_EXERCISE_
Look below for the line containing "pub type StoreResult<T>" and the line containing "Each call starts"; repeat exactly those two lines and all lines between them, and nothing else.

_EXTRACTED MATERIAL_
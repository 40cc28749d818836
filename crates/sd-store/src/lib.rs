//! sd-store: tolerance-based key -> index stores for parameter and
//! concentration vectors.
//!
//! A store maps numeric vectors to stable indices. Lookups are fuzzy: two
//! vectors equal within the store's [`Tolerances`](sd_core::Tolerances) share
//! one index, and a lookup never creates a second index for a vector that is
//! within tolerance of an existing entry.

pub mod file_store;

use std::path::PathBuf;

pub use file_store::{FileParameterStore, StoreLayout};

pub type StoreResult<T> = Result<T, StoreError>;

#[derive(thiserror::Error, Debug)]
pub enum StoreError {
    #[error("I/O error: {0}")]
    Io(#[from] std::io::Error),

    #[error("JSON error: {0}")]
    Json(#[from] serde_json::Error),

    #[error("Store integrity violated at {path}: {reason}")]
    Integrity { path: PathBuf, reason: String },

    #[error("Index {index} out of range (store holds {len} values)")]
    IndexOutOfRange { index: usize, len: usize },

    #[error("Invalid value: {0}")]
    Invalid(#[from] sd_core::CoreError),
}

/// Fuzzy key -> index store.
pub trait ParameterStore {
    /// Index of the stored vector equal (within tolerance) to `value`, adding
    /// `value` as a new entry when none matches.
    fn get_or_add_index(&self, value: &[f64]) -> StoreResult<usize>;

    /// Index of the stored vector equal (within tolerance) to `value`.
    fn index(&self, value: &[f64]) -> StoreResult<Option<usize>>;

    fn get_value(&self, index: usize) -> StoreResult<Vec<f64>>;

    /// Indices of the stored vectors of the same length as `value`, nearest
    /// first by Euclidean distance. Ties keep index order.
    fn indices_by_distance(&self, value: &[f64]) -> StoreResult<Vec<usize>>;

    /// Nearest stored vector by Euclidean distance, ignoring tolerance.
    fn closest_index(&self, value: &[f64]) -> StoreResult<Option<usize>> {
        Ok(self.indices_by_distance(value)?.first().copied())
    }

    /// Files holding the stored value of `index`.
    fn value_files(&self, index: usize) -> StoreResult<Vec<PathBuf>>;

    fn len(&self) -> StoreResult<usize>;

    fn is_empty(&self) -> StoreResult<bool> {
        Ok(self.len()? == 0)
    }

    /// Lazy sequence over all stored values in index order. Each call starts
    /// a fresh pass, so the sequence can be restarted at will.
    fn all_values(&self) -> StoreResult<AllValues<'_, Self>> {
        Ok(AllValues {
            store: self,
            next: 0,
            len: self.len()?,
        })
    }

    fn check_integrity(&self) -> StoreResult<()>;
}

/// Iterator returned by [`ParameterStore::all_values`]; values are read on
/// demand.
pub struct AllValues<'a, S: ?Sized> {
    store: &'a S,
    next: usize,
    len: usize,
}

impl<S: ParameterStore + ?Sized> Iterator for AllValues<'_, S> {
    type Item = StoreResult<Vec<f64>>;

    fn next(&mut self) -> Option<Self::Item> {
        if self.next >= self.len {
            return None;
        }
        let index = self.next;
        self.next += 1;
        Some(self.store.get_value(index))
    }

    fn size_hint(&self) -> (usize, Option<usize>) {
        let remaining = self.len - self.next;
        (remaining, Some(remaining))
    }
}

_RESPONSE BOX_
pub type StoreResult<T> = Result<T, StoreError>;

#[derive(thiserror::Error, Debug)]
pub enum StoreError {
    #[error("I/O error: {0}")]
    Io(#[from] std::io::Error),

    #[error("JSON error: {0}")]
    Json(#[from] serde_json::Error),

    #[error("Store integrity violated at {path}: {reason}")]
    Integrity { path: PathBuf, reason: String },

    #[error("Index {index} out of range (store holds {len} values)")]
    IndexOutOfRange { index: usize, len: usize },

    #[error("Invalid value: {0}")]
    Invalid(#[from] sd_core::CoreError),
}

/// Fuzzy key -> index store.
pub trait ParameterStore {
    /// Index of the stored vector equal (within tolerance) to `value`, adding
    /// `value` as a new entry when none matches.
    fn get_or_add_index(&self, value: &[f64]) -> StoreResult<usize>;

    /// Index of the stored vector equal (within tolerance) to `value`.
    fn index(&self, value: &[f64]) -> StoreResult<Option<usize>>;

    fn get_value(&self, index: usize) -> StoreResult<Vec<f64>>;

    /// Indices of the stored vectors of the same length as `value`, nearest
    /// first by Euclidean distance. Ties keep index order.
    fn indices_by_distance(&self, value: &[f64]) -> StoreResult<Vec<usize>>;

    /// Nearest stored vector by Euclidean distance, ignoring tolerance.
    fn closest_index(&self, value: &[f64]) -> StoreResult<Option<usize>> {
        Ok(self.indices_by_distance(value)?.first().copied())
    }

    /// Files holding the stored value of `index`.
    fn value_files(&self, index: usize) -> StoreResult<Vec<PathBuf>>;

    fn len(&self) -> StoreResult<usize>;

    fn is_empty(&self) -> StoreResult<bool> {
        Ok(self.len()? == 0)
    }

    /// Lazy sequence over all stored values in index order. Each call starts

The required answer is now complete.